GraphScope Interactive Engine (GIE) is a distributed system designed specifically to make it easy for a variety of users to analyze large and complex graph structures in an exploratory manner. It exploits Gremlin to provide a high-level language for interactive graph queries, and provides automatic parallel execution.

Scalable Gremlin

GIE is designed to faithfully preserve the programming model of Gremlin, which is widely supported by popular graph database vendors such as Neo4j, OrientDB, JanusGraph, Microsoft Cosmos DB, and Amazon Neptune. As a result, it can be used to scale existing Gremlin applications to large compute clusters with minimum modification.

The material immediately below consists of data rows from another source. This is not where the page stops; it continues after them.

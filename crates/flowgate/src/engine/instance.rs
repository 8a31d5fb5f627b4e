//! Flow instances: a definition bound to one object
//!
//! A [`Flow`] holds no state of its own. Every query reloads the ledger and
//! derives the answer from it, and every mutation is a compare-and-set
//! against the version it was derived from.
//!
//! Resolving a step with a handler takes two writes:
//!
//! ```text
//! load ──▶ authorize ──▶ CAS claim ──▶ handler ──▶ CAS outcome
//!                             │            │
//!                          Conflict     error ──▶ CAS release ──▶ CallbackFailed
//! ```
//!
//! The claim write keeps a handler from running twice for the same
//! resolution: of two racing approvers only one can change the step's row.
//! Writes to other steps of the ledger only move its version; a write that
//! loses the CAS to one of those reloads and re-applies as long as its own
//! row is untouched, so a claimed resolution always lands or releases.

use std::fmt;

use chrono::{SubsecRound, Utc};
use tracing::{debug, info, instrument, warn};

use super::{FlowError, FlowState, FlowStatus};
use crate::flow::{Approver, FlowDefinition, FlowObject, Step};
use crate::persistence::{Ledger, StepClaim, StepOutcome, StepStatus, StoreError};

/// A flow definition bound to a concrete object
pub struct Flow<O> {
    definition: FlowDefinition<O>,
    object: O,
    object_key: String,
}

impl<O: FlowObject> Flow<O> {
    pub(crate) fn new(definition: FlowDefinition<O>, object: O) -> Self {
        let object_key = object.flow_key();
        Self {
            definition,
            object,
            object_key,
        }
    }

    pub fn flow_id(&self) -> &str {
        self.definition.id()
    }

    pub fn object_key(&self) -> &str {
        &self.object_key
    }

    pub fn object(&self) -> &O {
        &self.object
    }

    pub fn definition(&self) -> &FlowDefinition<O> {
        &self.definition
    }

    /// (Re)initialize the ledger with every step pending
    ///
    /// Any prior history for this object is discarded, whatever state it was
    /// in.
    #[instrument(skip(self), fields(flow_id = %self.flow_id(), object_key = %self.object_key))]
    pub async fn start(&self) -> Result<(), FlowError> {
        let step_ids = self.definition.step_ids();
        self.definition
            .store()
            .ensure_flow(self.flow_id(), &self.object_key, &step_ids)
            .await?;

        info!(steps = step_ids.len(), "Flow started");
        Ok(())
    }

    /// Remove the ledger; a no-op when there is none
    #[instrument(skip(self), fields(flow_id = %self.flow_id(), object_key = %self.object_key))]
    pub async fn clear(&self) -> Result<(), FlowError> {
        match self
            .definition
            .store()
            .delete_flow(self.flow_id(), &self.object_key)
            .await
        {
            Ok(()) => {
                info!("Flow cleared");
                Ok(())
            }
            Err(StoreError::NotFound { .. }) => Ok(()),
            Err(e) => Err(FlowError::Store(e)),
        }
    }

    pub async fn state(&self) -> Result<FlowState, FlowError> {
        let ledger = self.definition.load(&self.object_key).await?;
        Ok(self.definition.layout().state(ledger.as_ref()))
    }

    /// Started and not yet fully approved
    pub async fn in_progress(&self) -> Result<bool, FlowError> {
        Ok(self.state().await?.is_in_progress())
    }

    /// Unapproved steps of the earliest unresolved stage
    ///
    /// Empty when the flow is not started, cleared or completed.
    pub async fn next_steps(&self) -> Result<Vec<FlowStep<'_, O>>, FlowError> {
        let Some(ledger) = self.definition.load(&self.object_key).await? else {
            return Ok(Vec::new());
        };

        Ok(self
            .definition
            .layout()
            .actionable(&ledger)
            .into_iter()
            .filter_map(|id| self.definition.step(id))
            .map(|step| FlowStep { flow: self, step })
            .collect())
    }

    pub async fn status(&self) -> Result<FlowStatus, FlowError> {
        let ledger = self.definition.load(&self.object_key).await?;
        Ok(FlowStatus::describe(
            &self.definition,
            &self.object_key,
            Some(self.object.display_name()),
            ledger.as_ref(),
        ))
    }

    /// Approve `step_id` on behalf of `approver`
    ///
    /// Returns the state derived from the committed ledger.
    pub async fn approve(
        &self,
        step_id: &str,
        approver: &dyn Approver,
        rationale: impl Into<String>,
    ) -> Result<FlowState, FlowError> {
        self.resolve(step_id, approver, rationale.into(), true).await
    }

    /// Reject `step_id` on behalf of `approver`
    ///
    /// What happens to other steps depends on the configured
    /// [`RejectPolicy`](crate::RejectPolicy).
    pub async fn reject(
        &self,
        step_id: &str,
        approver: &dyn Approver,
        rationale: impl Into<String>,
    ) -> Result<FlowState, FlowError> {
        self.resolve(step_id, approver, rationale.into(), false).await
    }

    #[instrument(
        skip(self, approver, rationale),
        fields(
            flow_id = %self.flow_id(),
            object_key = %self.object_key,
            approver = %approver.id(),
        )
    )]
    async fn resolve(
        &self,
        step_id: &str,
        approver: &dyn Approver,
        rationale: String,
        approved: bool,
    ) -> Result<FlowState, FlowError> {
        let flow_id = self.flow_id();
        let key = self.object_key.as_str();
        let layout = self.definition.layout();
        let config = self.definition.config();

        let ledger = self
            .definition
            .load(key)
            .await?
            .ok_or_else(|| FlowError::NotStarted {
                flow_id: flow_id.to_string(),
                object_key: key.to_string(),
            })?;

        let step = self
            .definition
            .step(step_id)
            .ok_or_else(|| FlowError::UnknownStep {
                flow_id: flow_id.to_string(),
                object_key: key.to_string(),
                step_id: step_id.to_string(),
            })?;

        if !layout.actionable(&ledger).contains(&step_id) {
            return Err(FlowError::StepNotActionable {
                flow_id: flow_id.to_string(),
                object_key: key.to_string(),
                step_id: step_id.to_string(),
            });
        }

        if !approver.can_handle_flow_step(flow_id, step_id, key) {
            warn!(%step_id, "Approver not authorized for step");
            return Err(FlowError::Forbidden {
                flow_id: flow_id.to_string(),
                object_key: key.to_string(),
                step_id: step_id.to_string(),
                approver: approver.id().to_string(),
            });
        }

        let previous = ledger
            .step(step_id)
            .cloned()
            .unwrap_or_else(|| StepStatus::pending(step_id));

        // Stores keep microseconds; the claim must read back equal
        let now = Utc::now().trunc_subsecs(6);
        if let Some(claim) = &previous.claim {
            let age = (now - claim.claimed_at).to_std().unwrap_or_default();
            if age < config.claim_ttl {
                return Err(FlowError::Conflict {
                    flow_id: flow_id.to_string(),
                    object_key: key.to_string(),
                    step_id: step_id.to_string(),
                    detail: format!("step is being resolved by {}", claim.claimed_by),
                });
            }
            warn!(
                %step_id,
                stale_owner = %claim.claimed_by,
                age_secs = age.as_secs(),
                "Taking over stale step claim"
            );
        }

        let mut ledger = ledger;
        let mut expected = previous.clone();
        let mut require_actionable = true;
        if let Some(handler) = step.handler() {
            let claimed = StepStatus {
                claim: Some(StepClaim {
                    claimed_by: approver.id().to_string(),
                    claimed_at: now,
                }),
                ..previous.clone()
            };
            (ledger, _) = self
                .write_step(step_id, ledger, &previous, true, |_| vec![claimed.clone()])
                .await?;

            // From here on the resolution belongs to this claim
            expected = claimed;
            require_actionable = false;

            if let Err(source) = handler(&self.object, approved) {
                let restored = StepStatus {
                    claim: None,
                    ..previous
                };
                if let Err(e) = self
                    .write_step(step_id, ledger, &expected, false, |_| vec![restored.clone()])
                    .await
                {
                    warn!(%step_id, error = %e, "Failed to release step claim");
                }
                warn!(%step_id, approved, error = %source, "Step handler failed");
                return Err(FlowError::CallbackFailed {
                    flow_id: flow_id.to_string(),
                    object_key: key.to_string(),
                    step_id: step_id.to_string(),
                    source,
                });
            }
        }

        let outcome = if approved {
            StepOutcome::Approved
        } else {
            StepOutcome::Rejected
        };
        let resolved = StepStatus::resolved(step_id, outcome, approver.id(), rationale, Utc::now());
        let (committed, updates) = self
            .write_step(step_id, ledger, &expected, require_actionable, |current| {
                if approved {
                    vec![resolved.clone()]
                } else {
                    layout.reject_updates(current, resolved.clone(), config.reject_policy)
                }
            })
            .await?;
        let state = layout.state(Some(&committed));

        if approved {
            info!(%step_id, %state, "Step approved");
        } else {
            info!(
                %step_id,
                %state,
                reject_policy = %config.reject_policy,
                reset = updates.len() - 1,
                "Step rejected"
            );
        }
        Ok(state)
    }

    /// CAS-write the rows `build` derives for `step_id`
    ///
    /// Writes to other steps move the ledger version without touching this
    /// step. On a version conflict the ledger is reloaded and, as long as the
    /// step's row still equals `expected` in the same generation, `build` is
    /// re-applied to the fresh ledger. Any other change to the row means a
    /// concurrent resolution won and yields `Conflict`.
    ///
    /// Returns the ledger with the written rows applied, and those rows.
    async fn write_step<F>(
        &self,
        step_id: &str,
        mut ledger: Ledger,
        expected: &StepStatus,
        require_actionable: bool,
        build: F,
    ) -> Result<(Ledger, Vec<StepStatus>), FlowError>
    where
        F: Fn(&Ledger) -> Vec<StepStatus> + Send + Sync,
    {
        let flow_id = self.flow_id();
        let key = self.object_key.as_str();
        let conflict = |detail: &str| FlowError::Conflict {
            flow_id: flow_id.to_string(),
            object_key: key.to_string(),
            step_id: step_id.to_string(),
            detail: detail.to_string(),
        };

        loop {
            let updates = build(&ledger);
            let result = self
                .definition
                .store()
                .update_steps(flow_id, key, ledger.version, updates.clone())
                .await;

            match result {
                Ok(version) => {
                    ledger.apply(&updates);
                    ledger.version = version;
                    return Ok((ledger, updates));
                }
                Err(StoreError::Conflict { .. }) => {
                    let fresh = self
                        .definition
                        .load(key)
                        .await?
                        .ok_or_else(|| FlowError::NotStarted {
                            flow_id: flow_id.to_string(),
                            object_key: key.to_string(),
                        })?;

                    if fresh.version.generation != ledger.version.generation {
                        return Err(conflict("flow was restarted"));
                    }
                    let row = fresh
                        .step(step_id)
                        .cloned()
                        .unwrap_or_else(|| StepStatus::pending(step_id));
                    if row != *expected {
                        return Err(conflict("step was resolved concurrently"));
                    }
                    if require_actionable
                        && !self.definition.layout().actionable(&fresh).contains(&step_id)
                    {
                        return Err(FlowError::StepNotActionable {
                            flow_id: flow_id.to_string(),
                            object_key: key.to_string(),
                            step_id: step_id.to_string(),
                        });
                    }

                    debug!(
                        %step_id,
                        revision = fresh.version.revision,
                        "Ledger moved under resolution, re-applying"
                    );
                    ledger = fresh;
                }
                Err(e) => return Err(FlowError::from_resolution(e, flow_id, key, step_id)),
            }
        }
    }
}

impl<O> fmt::Debug for Flow<O> {
    fn fmt(&self, f: &mut fmt::Formatter<'_>) -> fmt::Result {
        f.debug_struct("Flow")
            .field("flow_id", &self.definition.id())
            .field("object_key", &self.object_key)
            .finish()
    }
}

/// An actionable step of a bound flow, as returned by [`Flow::next_steps`]
pub struct FlowStep<'a, O> {
    flow: &'a Flow<O>,
    step: &'a Step<O>,
}

impl<'a, O: FlowObject> FlowStep<'a, O> {
    pub fn id(&self) -> &'a str {
        self.step.id()
    }

    pub fn message(&self) -> &'a str {
        self.step.message()
    }

    pub async fn approve(
        &self,
        approver: &dyn Approver,
        rationale: impl Into<String>,
    ) -> Result<FlowState, FlowError> {
        self.flow.approve(self.step.id(), approver, rationale).await
    }

    pub async fn reject(
        &self,
        approver: &dyn Approver,
        rationale: impl Into<String>,
    ) -> Result<FlowState, FlowError> {
        self.flow.reject(self.step.id(), approver, rationale).await
    }
}

impl<O> fmt::Debug for FlowStep<'_, O> {
    fn fmt(&self, f: &mut fmt::Formatter<'_>) -> fmt::Result {
        f.debug_struct("FlowStep")
            .field("step_id", &self.step.id())
            .field("message", &self.step.message())
            .finish()
    }
}

#[tokio::test]
async fn test_started_instances_and_status() {
    let store = Arc::new(InMemoryLedgerStore::new());
    let def = cr(&store, EngineConfig::default());
    let alice = User::anyone("alice");

    def.bind("O1".to_string()).start().await.unwrap();
    let o2 = def.bind("O2".to_string());
    o2.start().await.unwrap();
    o2.approve("step-1", &alice, "ok").await.unwrap();
    def.bind("O3".to_string()).start().await.unwrap();
    def.bind("O3".to_string()).clear().await.unwrap();

    let mut keys = def.started_keys().await.unwrap();
    keys.sort();
    assert_eq!(keys, vec!["O1", "O2"]);

    let status = def.status("O2").await.unwrap();
    assert_eq!(status.state, FlowState::InProgress { stage: 1 });
    assert_eq!(status.next_steps, vec!["step-2", "step-3"]);
    assert_eq!(status.steps.len(), 4);
    assert_eq!(status.steps[0].resolved_by.as_deref(), Some("alice"));
    assert_eq!(status.steps[3].stage, 2);

    let status = def.status("O3").await.unwrap();
    assert_eq!(status.state, FlowState::NotStarted);
    assert!(status.steps.is_empty());

    let started = def.started().await.unwrap();
    assert_eq!(started.len(), 2);
    assert!(started.iter().all(|s| s.in_progress()));
}
//! Mapping of engine errors onto HTTP responses

use axum::{
    http::StatusCode,
    response::{IntoResponse, Response},
    Json,
};
use serde::{Deserialize, Serialize};

use crate::engine::FlowError;

/// JSON error body returned by every failing route
#[derive(Debug, Clone, Serialize, Deserialize, PartialEq, Eq)]
pub struct ErrorResponse {
    pub error: String,
}

/// Error returned by flow route handlers
#[derive(Debug)]
pub struct ApiError {
    pub status: StatusCode,
    pub message: String,
}

impl ApiError {
    pub fn unauthorized() -> Self {
        Self {
            status: StatusCode::UNAUTHORIZED,
            message: "authentication required".to_string(),
        }
    }

    pub fn unknown_object(object_key: &str) -> Self {
        Self {
            status: StatusCode::NOT_FOUND,
            message: format!("unknown object {object_key}"),
        }
    }

    pub fn internal(message: impl Into<String>) -> Self {
        Self {
            status: StatusCode::INTERNAL_SERVER_ERROR,
            message: message.into(),
        }
    }
}

impl From<FlowError> for ApiError {
    fn from(err: FlowError) -> Self {
        let status = match &err {
            FlowError::Forbidden { .. } => StatusCode::FORBIDDEN,
            FlowError::NotStarted { .. } | FlowError::UnknownStep { .. } => StatusCode::NOT_FOUND,
            FlowError::Conflict { .. } | FlowError::StepNotActionable { .. } => {
                StatusCode::CONFLICT
            }
            FlowError::CallbackFailed { .. } => StatusCode::UNPROCESSABLE_ENTITY,
            FlowError::Store(_) => StatusCode::SERVICE_UNAVAILABLE,
            FlowError::InvalidDefinition { .. } => StatusCode::INTERNAL_SERVER_ERROR,
        };

        if status.is_server_error() {
            tracing::error!("Flow request failed: {}", err);
        }

        Self {
            status,
            message: err.to_string(),
        }
    }
}

impl IntoResponse for ApiError {
    fn into_response(self) -> Response {
        (
            self.status,
            Json(ErrorResponse {
                error: self.message,
            }),
        )
            .into_response()
    }
}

Read the full documentation for more information on the current implementation of Gremlin.

High Performance

GIE achieves high performance for complex Gremlin traversal, using a parallelizing compiler and a corresponding system that can execute distributed dataflow computations efficiently on large clusters.

Here is a comparsion between GIE (labeled as GraphScope in the figure) and JanusGraph using the LDBC Social Network Benchmark (Interactive Workload):

summary-perf

We choose five representative queries (one small query plus four large queries) to compare query latency. GraphScope runs 13~147x faster than JanusGraph, and can scale those large, complex traversal queries almost linearly across multiple servers in a cluster.

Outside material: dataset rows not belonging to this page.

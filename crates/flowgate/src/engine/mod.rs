//! Flow engine: state derivation, instances and the registry
//!
//! This module provides:
//! - [`Flow`], a definition bound to one object, with start/clear/approve/reject
//! - [`FlowState`] derived from the step ledger on every query
//! - [`FlowRegistry`] holding every definition of a process
//! - [`FlowError`] returned by all engine operations

mod error;
mod instance;
mod registry;
mod state;
mod status;

pub use error::FlowError;
pub use instance::{Flow, FlowStep};
pub use registry::{FlowRegistry, FlowSummary, StepSummary};
pub use state::{FlowState, StageLayout};
pub use status::{FlowStatus, StepView};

See benchmark for a more detailed performance report with explanations.

Getting Started

There are Getting Started instructions here.

Background and Roadmap

Since about two years ago, we heard an increasing demand from internal data analysts at Alibaba for an easier way to explore different types of patterns in big graph data, such as cycles and bipartite cliques [2], instead of having users (typically non-technical domain experts) to write specific algorithms (in Java or C++) for each particular task.

An example graph model for fraud detection.

As an example, the graph depicted in the above figure is a simplified version [3] of a real query employed at Alibaba for credit card fraud detection. By using a fake identifier, the "criminal" may obtain a short-term credit from a bank (vertex 4). He/she tries to illegally cash out money by forging a purchase (edge 2-->3) at time t1 with the help of a merchant (vertex 3). Once receiving payment (edge 4-->3) from the bank (vertex 4), the merchant tries to send the money back (edges 3-->1 and 1-->2) to the "criminal" via multiple accounts of a middle man (vertex 1) at time t3 and t4, respectively. This pattern eventually forms a cycle (2-->3-->1...-->2).

In reality, the graph could contain billions of vertices (e.g., users) and hundreds of billions to trillions of edges (e.g., payments), and the entire fraudulent process can involve much more complex chains of transactions, through many entities, with various constraints, which therefore requires complex interactive analysis to identify.

Thus, we started this project to offer a new distributed-system infrastructure for the new class of graph applications. This branch contains our first technology preview -- MaxGraph release. It has been in use by a small community of developers at Alibaba for over a year, resulting in tens of large applications and many more small programs.

Feedback from users has generally been very positive. Even so, with our experience with the system rapidly growing due to wider usage within Alibaba, we have identified important areas for improvement, such as:

  • Memory management. Graph traversal can produce paths of arbitrary length, leading to the memory usage growing exponentially with the number of hops. This can result in unbounded memory, especially in interactive environments with limited memory configuration. For example, a 5-hop traversal from a single vertex in a graph with an average degree of 100 (which is normal for graphs we tackle at Alibaba) can produce 10 billion paths.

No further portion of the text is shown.